János Cserni (born Budapest, 1971) is a Hungarian judge and journalist, the founding member of Galamus, a left-wing Hungarian online newspaper. Cserni holds degrees of both journalism and law.

==Work==
Cserni's judgements first gained media attention, when in an unprecedented ruling, he sentenced András Bencsik, to time in prison in a criminal trial for libel, instead of a monetary fine. Bencsik, the editor of the right wing paper, Magyar Demokrata was sued for an article written by Attila Bertók László. The verdict concerned statements made about SZDSZ politician Imre Mécs and was followed by international protest and condemnation. The Supreme Court of Hungary finally overruled Cserni's verdict and sentenced Bencsik to a fine of 60 000 Ft ($300), instead of prison. Cserni did not accept that verdict and turned to the Constitutional Court of Hungary. The Hungarian Judges Association launched an ethics investigation against Cserni regarding that matter, admonishing Cserni, because he publicly accused the Supreme Court of breaking the law. After the case Cserni was banned from ruling on media and press cases. In 2007 Cserni founded Ibike, along with 10 current and former justice system workers, including sociologist Zoltán Fleck. Ibike is an association campaigning for Ideal Direction and Oversight of Courts. This association proved to be controversial, according to the Hungarian Judges Association it was created to "defame judges as a group". Cserni publicly denounced laws stopping judges from making political actions and statements and commenting on cases, particularly their own. In 2007 Cserni turned to the Constitutional Court and asked it to strike down the 1997 LXVIIth law about judges' rights. The law according to him limits the right of judges, to free speech, in the case of political speech and the ability to comment on present and past cases. In 2007 Cserni received a written warning for his political activity.

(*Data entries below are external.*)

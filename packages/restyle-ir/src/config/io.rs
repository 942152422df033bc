//! Configuration I/O (YAML loading)
//!
//! YAML schema v1:
//!
//! ```yaml
//! version: 1
//! preset: strict
//! overrides:
//!   theme_binding: theme
//!   max_conditional_depth: 4
//! ```

use std::path::Path;

use serde::{Deserialize, Serialize};

use super::error::{ConfigError, ConfigResult};
use super::lowering_config::LoweringConfig;
use super::preset::Preset;
use super::validation::Validatable;

/// Versions this build can read
const SUPPORTED_VERSIONS: &[u32] = &[1];

/// Field names accepted under `overrides`
const OVERRIDE_FIELDS: &[&str] = &[
    "theme_binding",
    "allow_inline_style_fallback",
    "max_conditional_depth",
    "styled_module_names",
    "carry_pseudo_into_variants",
    "synthesize_compound_variants",
];

/// YAML Schema v1
#[derive(Debug, Clone, Serialize, Deserialize)]
#[serde(deny_unknown_fields)]
pub struct ConfigExportV1 {
    /// Schema version (always 1 for v1)
    pub version: u32,

    /// Base preset
    pub preset: String,

    /// Fine-grained overrides
    #[serde(skip_serializing_if = "Option::is_none")]
    pub overrides: Option<ConfigOverrides>,
}

/// Configuration overrides
#[derive(Debug, Clone, Default, PartialEq, Serialize, Deserialize)]
#[serde(deny_unknown_fields)]
pub struct ConfigOverrides {
    #[serde(skip_serializing_if = "Option::is_none")]
    pub theme_binding: Option<String>,

    #[serde(skip_serializing_if = "Option::is_none")]
    pub allow_inline_style_fallback: Option<bool>,

    #[serde(skip_serializing_if = "Option::is_none")]
    pub max_conditional_depth: Option<usize>,

    #[serde(skip_serializing_if = "Option::is_none")]
    pub styled_module_names: Option<Vec<String>>,

    #[serde(skip_serializing_if = "Option::is_none")]
    pub carry_pseudo_into_variants: Option<bool>,

    #[serde(skip_serializing_if = "Option::is_none")]
    pub synthesize_compound_variants: Option<bool>,
}

impl ConfigOverrides {
    /// Overrides that turn `base` into `target`
    pub fn diff(base: &LoweringConfig, target: &LoweringConfig) -> Self {
        fn changed<T: PartialEq + Clone>(a: &T, b: &T) -> Option<T> {
            (a != b).then(|| b.clone())
        }

        Self {
            theme_binding: changed(&base.theme_binding, &target.theme_binding),
            allow_inline_style_fallback: changed(
                &base.allow_inline_style_fallback,
                &target.allow_inline_style_fallback,
            ),
            max_conditional_depth: changed(
                &base.max_conditional_depth,
                &target.max_conditional_depth,
            ),
            styled_module_names: changed(&base.styled_module_names, &target.styled_module_names),
            carry_pseudo_into_variants: changed(
                &base.carry_pseudo_into_variants,
                &target.carry_pseudo_into_variants,
            ),
            synthesize_compound_variants: changed(
                &base.synthesize_compound_variants,
                &target.synthesize_compound_variants,
            ),
        }
    }

    pub fn is_empty(&self) -> bool {
        *self == Self::default()
    }
}

impl LoweringConfig {
    /// Load configuration from a YAML file
    pub fn from_yaml(path: impl AsRef<Path>) -> ConfigResult<Self> {
        let content = std::fs::read_to_string(path)?;
        Self::from_yaml_str(&content)
    }

    /// Load configuration from YAML text
    pub fn from_yaml_str(content: &str) -> ConfigResult<Self> {
        let raw: serde_yaml::Value = serde_yaml::from_str(content)?;
        check_schema(&raw)?;

        let export: ConfigExportV1 = serde_yaml::from_value(raw)?;
        if !SUPPORTED_VERSIONS.contains(&export.version) {
            return Err(ConfigError::UnsupportedVersion {
                found: export.version,
                supported: SUPPORTED_VERSIONS.to_vec(),
            });
        }

        let preset =
            Preset::from_str(&export.preset).map_err(|_| ConfigError::UnknownPreset(export.preset))?;

        let mut config = Self::preset(preset);
        if let Some(overrides) = &export.overrides {
            config = config.apply_overrides(overrides);
        }
        config.validate()?;
        Ok(config)
    }

    /// Export as YAML, expressed as overrides over `preset`
    pub fn to_yaml(&self, preset: Preset) -> ConfigResult<String> {
        let overrides = ConfigOverrides::diff(&Self::preset(preset), self);
        let export = ConfigExportV1 {
            version: 1,
            preset: preset.as_str().to_string(),
            overrides: (!overrides.is_empty()).then_some(overrides),
        };
        Ok(serde_yaml::to_string(&export)?)
    }
}

/// Version presence and override field names, checked before typed decoding
/// so typos get a suggestion instead of a bare serde message
fn check_schema(raw: &serde_yaml::Value) -> ConfigResult<()> {
    let mapping = match raw.as_mapping() {
        Some(m) => m,
        None => {
            return Err(ConfigError::Validation(
                "configuration root must be a mapping".to_string(),
            ))
        }
    };

    if !mapping.contains_key("version") {
        return Err(ConfigError::MissingVersion);
    }

    if let Some(overrides) = mapping.get("overrides").and_then(|v| v.as_mapping()) {
        for key in overrides.keys() {
            let Some(name) = key.as_str() else { continue };
            if !OVERRIDE_FIELDS.contains(&name) {
                return Err(ConfigError::unknown_field_with_suggestion(
                    name,
                    "overrides",
                    OVERRIDE_FIELDS.iter().map(|f| f.to_string()).collect(),
                ));
            }
        }
    }

    Ok(())
}

#[cfg(test)]
mod tests {
    use super::*;
    use std::io::Write;
    use tempfile::NamedTempFile;

    #[test]
    fn test_yaml_roundtrip() {
        let config = LoweringConfig::preset(Preset::Strict)
            .max_conditional_depth(3)
            .theme_binding("tokens");

        let yaml = config.to_yaml(Preset::Strict).unwrap();
        assert!(yaml.contains("version: 1"));
        assert!(yaml.contains("max_conditional_depth: 3"));
        assert!(!yaml.contains("carry_pseudo_into_variants"));

        let loaded = LoweringConfig::from_yaml_str(&yaml).unwrap();
        assert_eq!(loaded, config);
    }

    #[test]
    fn test_yaml_loading() {
        let yaml = r#"
version: 1
preset: permissive
overrides:
  max_conditional_depth: 2
  styled_module_names: ["styled-components", "@emotion/styled"]
"#;

        let mut file = NamedTempFile::new().unwrap();
        file.write_all(yaml.as_bytes()).unwrap();

        let config = LoweringConfig::from_yaml(file.path()).unwrap();
        assert!(config.allow_inline_style_fallback);
        assert_eq!(config.max_conditional_depth, 2);
        assert!(config.is_styled_module("@emotion/styled"));
    }

    #[test]
    fn test_yaml_missing_version() {
        let err = LoweringConfig::from_yaml_str("preset: strict\n").unwrap_err();
        assert!(matches!(err, ConfigError::MissingVersion));
    }

    #[test]
    fn test_yaml_unsupported_version() {
        let err = LoweringConfig::from_yaml_str("version: 2\npreset: strict\n").unwrap_err();
        match err {
            ConfigError::UnsupportedVersion { found, supported } => {
                assert_eq!(found, 2);
                assert_eq!(supported, vec![1]);
            }
            other => panic!("expected UnsupportedVersion, got {:?}", other),
        }
    }

    #[test]
    fn test_yaml_unknown_preset() {
        let err = LoweringConfig::from_yaml_str("version: 1\npreset: turbo\n").unwrap_err();
        assert!(matches!(err, ConfigError::UnknownPreset(ref p) if p == "turbo"));
    }

    #[test]
    fn test_yaml_unknown_override_suggests() {
        let yaml = "version: 1\npreset: strict\noverrides:\n  theme_bindng: t\n";
        let err = LoweringConfig::from_yaml_str(yaml).unwrap_err();
        assert!(err.to_string().contains("Did you mean 'theme_binding'"));
    }

    #[test]
    fn test_yaml_invalid_override_value() {
        let yaml = "version: 1\npreset: strict\noverrides:\n  max_conditional_depth: 0\n";
        let err = LoweringConfig::from_yaml_str(yaml).unwrap_err();
        assert!(matches!(err, ConfigError::Range { .. }));
    }

    #[test]
    fn test_missing_file_is_io_error() {
        let err = LoweringConfig::from_yaml("/nonexistent/restyle.yaml").unwrap_err();
        assert!(matches!(err, ConfigError::Io(_)));
    }
}
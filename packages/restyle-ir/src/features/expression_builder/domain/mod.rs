//! Expression Builder Domain - owned slot-expression tree and builder port

use std::fmt;

use crate::errors::Result;
use crate::shared::models::Literal;

/// Expression Builder Trait (Port)
///
/// Turns one slot's source text into a [`JsExpr`]
pub trait ExpressionBuilderTrait {
    fn build(&mut self, source: &str) -> Result<JsExpr>;

    /// Language name (e.g., "typescript")
    fn language(&self) -> &str;
}

/// Small owned JS/TS expression tree
///
/// Only the shapes the resolver reasons about get their own variant; anything
/// else is kept as [`JsExpr::Other`] with its source text.
#[derive(Debug, Clone, PartialEq)]
pub enum JsExpr {
    Ident(String),
    /// `a.b`, `a?.b`, `a["b"]`
    Member {
        object: Box<JsExpr>,
        property: String,
        optional: bool,
    },
    /// `a[b]` with a non-literal index
    Index {
        object: Box<JsExpr>,
        index: Box<JsExpr>,
    },
    String(String),
    /// Numeric literal, source text kept
    Number(String),
    Bool(bool),
    Null,
    Undefined,
    Template {
        quasis: Vec<String>,
        exprs: Vec<JsExpr>,
    },
    /// `` css`...` ``
    TaggedTemplate {
        tag: Box<JsExpr>,
        quasis: Vec<String>,
        exprs: Vec<JsExpr>,
    },
    Call {
        callee: Box<JsExpr>,
        args: Vec<JsExpr>,
    },
    Arrow {
        params: Vec<Param>,
        body: Box<JsExpr>,
    },
    Conditional {
        test: Box<JsExpr>,
        consequent: Box<JsExpr>,
        alternate: Box<JsExpr>,
    },
    /// Arithmetic, comparison and logical (`&&`, `||`, `??`) operators
    Binary {
        op: String,
        left: Box<JsExpr>,
        right: Box<JsExpr>,
    },
    Unary {
        op: String,
        arg: Box<JsExpr>,
    },
    Other {
        kind: String,
        text: String,
    },
}

/// Arrow function parameter
#[derive(Debug, Clone, PartialEq)]
pub enum Param {
    Ident(String),
    /// `({ $active, theme: { colors }, size = "md" })`
    Object(Vec<PatternProp>),
    Other(String),
}

/// One property of an object pattern
#[derive(Debug, Clone, PartialEq)]
pub struct PatternProp {
    pub key: String,
    pub binding: Binding,
    /// Source text of a default value (`= "md"`)
    pub default: Option<String>,
}

#[derive(Debug, Clone, PartialEq)]
pub enum Binding {
    Local(String),
    Pattern(Vec<PatternProp>),
}

impl Param {
    /// Every local name this parameter binds, paired with the path read off
    /// the argument to obtain it (`{ theme: { colors } }` → `colors` = `theme.colors`)
    pub fn bindings(&self) -> Vec<(String, Vec<String>)> {
        fn walk(props: &[PatternProp], prefix: &mut Vec<String>, out: &mut Vec<(String, Vec<String>)>) {
            for prop in props {
                prefix.push(prop.key.clone());
                match &prop.binding {
                    Binding::Local(local) => out.push((local.clone(), prefix.clone())),
                    Binding::Pattern(inner) => walk(inner, prefix, out),
                }
                prefix.pop();
            }
        }
        match self {
            Param::Ident(name) => vec![(name.clone(), Vec::new())],
            Param::Object(props) => {
                let mut out = Vec::new();
                walk(props, &mut Vec::new(), &mut out);
                out
            }
            Param::Other(_) => Vec::new(),
        }
    }
}

impl JsExpr {
    pub fn ident(name: impl Into<String>) -> Self {
        JsExpr::Ident(name.into())
    }

    pub fn member(object: JsExpr, property: impl Into<String>) -> Self {
        JsExpr::Member {
            object: Box::new(object),
            property: property.into(),
            optional: false,
        }
    }

    /// Flatten an identifier/member chain: `p.theme.colors` → (`p`, [`theme`, `colors`])
    pub fn member_path(&self) -> Option<(&str, Vec<&str>)> {
        match self {
            JsExpr::Ident(name) => Some((name.as_str(), Vec::new())),
            JsExpr::Member {
                object, property, ..
            } => {
                let (root, mut path) = object.member_path()?;
                path.push(property.as_str());
                Some((root, path))
            }
            _ => None,
        }
    }

    pub fn literal(&self) -> Option<Literal> {
        match self {
            JsExpr::String(s) => Some(Literal::string(s.clone())),
            JsExpr::Number(n) => Some(Literal::number(n.clone())),
            JsExpr::Bool(b) => Some(Literal::Bool(*b)),
            JsExpr::Template { quasis, exprs } if exprs.is_empty() => {
                Some(Literal::string(quasis.concat()))
            }
            _ => None,
        }
    }

    /// `null`, `undefined`, `false` or `""`: interpolates to no declaration
    pub fn is_omitted_value(&self) -> bool {
        match self {
            JsExpr::Null | JsExpr::Undefined | JsExpr::Bool(false) => true,
            JsExpr::String(s) => s.is_empty(),
            JsExpr::Template { quasis, exprs } => exprs.is_empty() && quasis.concat().is_empty(),
            _ => false,
        }
    }

    /// Static text of a template literal with no substitutions
    pub fn static_template_text(&self) -> Option<String> {
        match self {
            JsExpr::Template { quasis, exprs } if exprs.is_empty() => Some(quasis.concat()),
            _ => None,
        }
    }

    /// Every identifier read anywhere in this expression (member properties excluded)
    pub fn free_identifiers(&self) -> Vec<String> {
        let mut out = Vec::new();
        self.collect_identifiers(&mut out);
        out
    }

    fn collect_identifiers(&self, out: &mut Vec<String>) {
        match self {
            JsExpr::Ident(name) => {
                if !out.contains(name) {
                    out.push(name.clone());
                }
            }
            JsExpr::Member { object, .. } => object.collect_identifiers(out),
            JsExpr::Index { object, index } => {
                object.collect_identifiers(out);
                index.collect_identifiers(out);
            }
            JsExpr::Template { exprs, .. } => exprs.iter().for_each(|e| e.collect_identifiers(out)),
            JsExpr::TaggedTemplate { tag, exprs, .. } => {
                tag.collect_identifiers(out);
                exprs.iter().for_each(|e| e.collect_identifiers(out));
            }
            JsExpr::Call { callee, args } => {
                callee.collect_identifiers(out);
                args.iter().for_each(|a| a.collect_identifiers(out));
            }
            JsExpr::Arrow { body, .. } => body.collect_identifiers(out),
            JsExpr::Conditional {
                test,
                consequent,
                alternate,
            } => {
                test.collect_identifiers(out);
                consequent.collect_identifiers(out);
                alternate.collect_identifiers(out);
            }
            JsExpr::Binary { left, right, .. } => {
                left.collect_identifiers(out);
                right.collect_identifiers(out);
            }
            JsExpr::Unary { arg, .. } => arg.collect_identifiers(out),
            JsExpr::String(_)
            | JsExpr::Number(_)
            | JsExpr::Bool(_)
            | JsExpr::Null
            | JsExpr::Undefined
            | JsExpr::Other { .. } => {}
        }
    }

    /// Direct sub-expressions, in source order
    pub fn children(&self) -> Vec<&JsExpr> {
        match self {
            JsExpr::Member { object, .. } => vec![object.as_ref()],
            JsExpr::Index { object, index } => vec![object.as_ref(), index.as_ref()],
            JsExpr::Template { exprs, .. } => exprs.iter().collect(),
            JsExpr::TaggedTemplate { tag, exprs, .. } => {
                std::iter::once(tag.as_ref()).chain(exprs.iter()).collect()
            }
            JsExpr::Call { callee, args } => std::iter::once(callee.as_ref()).chain(args.iter()).collect(),
            JsExpr::Arrow { body, .. } => vec![body.as_ref()],
            JsExpr::Conditional {
                test,
                consequent,
                alternate,
            } => vec![test.as_ref(), consequent.as_ref(), alternate.as_ref()],
            JsExpr::Binary { left, right, .. } => vec![left.as_ref(), right.as_ref()],
            JsExpr::Unary { arg, .. } => vec![arg.as_ref()],
            JsExpr::Ident(_)
            | JsExpr::String(_)
            | JsExpr::Number(_)
            | JsExpr::Bool(_)
            | JsExpr::Null
            | JsExpr::Undefined
            | JsExpr::Other { .. } => Vec::new(),
        }
    }

    /// Contains a node the builder could not model
    pub fn has_opaque_parts(&self) -> bool {
        match self {
            JsExpr::Other { .. } => true,
            JsExpr::Member { object, .. } => object.has_opaque_parts(),
            JsExpr::Index { object, index } => object.has_opaque_parts() || index.has_opaque_parts(),
            JsExpr::Template { exprs, .. } | JsExpr::TaggedTemplate { exprs, .. } => {
                exprs.iter().any(JsExpr::has_opaque_parts)
            }
            JsExpr::Call { callee, args } => {
                callee.has_opaque_parts() || args.iter().any(JsExpr::has_opaque_parts)
            }
            JsExpr::Arrow { body, .. } => body.has_opaque_parts(),
            JsExpr::Conditional {
                test,
                consequent,
                alternate,
            } => test.has_opaque_parts() || consequent.has_opaque_parts() || alternate.has_opaque_parts(),
            JsExpr::Binary { left, right, .. } => left.has_opaque_parts() || right.has_opaque_parts(),
            JsExpr::Unary { arg, .. } => arg.has_opaque_parts(),
            _ => false,
        }
    }
}

fn write_template(f: &mut fmt::Formatter<'_>, quasis: &[String], exprs: &[JsExpr]) -> fmt::Result {
    write!(f, "`")?;
    for (i, quasi) in quasis.iter().enumerate() {
        write!(f, "{}", quasi)?;
        if let Some(expr) = exprs.get(i) {
            write!(f, "${{{}}}", expr)?;
        }
    }
    write!(f, "`")
}

fn needs_parens(expr: &JsExpr) -> bool {
    matches!(
        expr,
        JsExpr::Conditional { .. } | JsExpr::Binary { .. } | JsExpr::Arrow { .. }
    )
}

impl fmt::Display for JsExpr {
    /// Prints JS source; compound operands are parenthesized
    fn fmt(&self, f: &mut fmt::Formatter<'_>) -> fmt::Result {
        match self {
            JsExpr::Ident(name) => write!(f, "{}", name),
            JsExpr::Member {
                object,
                property,
                optional,
            } => {
                let sep = if *optional { "?." } else { "." };
                if needs_parens(object) {
                    write!(f, "({}){}{}", object, sep, property)
                } else {
                    write!(f, "{}{}{}", object, sep, property)
                }
            }
            JsExpr::Index { object, index } => write!(f, "{}[{}]", object, index),
            JsExpr::String(s) => write!(f, "{:?}", s),
            JsExpr::Number(n) => write!(f, "{}", n),
            JsExpr::Bool(b) => write!(f, "{}", b),
            JsExpr::Null => write!(f, "null"),
            JsExpr::Undefined => write!(f, "undefined"),
            JsExpr::Template { quasis, exprs } => write_template(f, quasis, exprs),
            JsExpr::TaggedTemplate { tag, quasis, exprs } => {
                write!(f, "{}", tag)?;
                write_template(f, quasis, exprs)
            }
            JsExpr::Call { callee, args } => {
                write!(f, "{}(", callee)?;
                for (i, arg) in args.iter().enumerate() {
                    if i > 0 {
                        write!(f, ", ")?;
                    }
                    write!(f, "{}", arg)?;
                }
                write!(f, ")")
            }
            JsExpr::Arrow { params, body } => {
                write!(f, "(")?;
                for (i, param) in params.iter().enumerate() {
                    if i > 0 {
                        write!(f, ", ")?;
                    }
                    write!(f, "{}", param_text(param))?;
                }
                write!(f, ") => {}", body)
            }
            JsExpr::Conditional {
                test,
                consequent,
                alternate,
            } => write!(f, "{} ? {} : {}", paren(test), paren(consequent), alternate),
            JsExpr::Binary { op, left, right } => {
                write!(f, "{} {} {}", paren(left), op, paren(right))
            }
            JsExpr::Unary { op, arg } => {
                if op.chars().all(char::is_alphabetic) {
                    write!(f, "{} {}", op, paren(arg))
                } else {
                    write!(f, "{}{}", op, paren(arg))
                }
            }
            JsExpr::Other { text, .. } => write!(f, "{}", text),
        }
    }
}

fn paren(expr: &JsExpr) -> String {
    if needs_parens(expr) {
        format!("({})", expr)
    } else {
        expr.to_string()
    }
}

fn param_text(param: &Param) -> String {
    fn props_text(props: &[PatternProp]) -> String {
        let inner: Vec<String> = props
            .iter()
            .map(|prop| {
                let mut text = match &prop.binding {
                    Binding::Local(local) if *local == prop.key => local.clone(),
                    Binding::Local(local) => format!("{}: {}", prop.key, local),
                    Binding::Pattern(inner) => format!("{}: {}", prop.key, props_text(inner)),
                };
                if let Some(default) = &prop.default {
                    text.push_str(" = ");
                    text.push_str(default);
                }
                text
            })
            .collect();
        format!("{{ {} }}", inner.join(", "))
    }
    match param {
        Param::Ident(name) => name.clone(),
        Param::Object(props) => props_text(props),
        Param::Other(text) => text.clone(),
    }
}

Cserni's media activity became controversial among fellow judges. According to the chief judge of the Budapest Court, Cserni is critical towards the justice system since he wasn't elected as vice chair of the Budapest Court.

Cserni is a founding member and journalist of Galamus since the site's founding in 2009. He regularly publishes articles on the site. A 2010 political article of Cserni titled Fight of the martyr(„A mártír harca”) became controversial, because of the political attacks it contained. The title of the article was a reference to a slur used by Gábor Kuncze against Máriusz Révész, after Révész was attacked and severely injured in 2006. Within a short time an investigation was launched against Cserni because of the strong political content of the article. According to László Gatter, Chief Justice of the court at the time, the article was "clearly a violation of rules of conduct, prohibiting judges from taking political positions". According to Cserni the article, including sentences like "the parliamentary majority could wipe off the rules limiting the comments of judges as easily as they could wipe fly shit" off of a document, was within the limits of what is permissible, and not of political nature. In 2011 Cserni sentenced Ágnes Geréb to two years in prison, in a case involving a death, while a mother was giving birth at home under the supervision of doctor Geréb. In 2011 Cserni said he will not run for any higher position within the justice system, and talked about possibly running a restaurant, after the end of his career. He discussed regretting one verdict in particular, which was later overturned. Cserni is single as of 2011.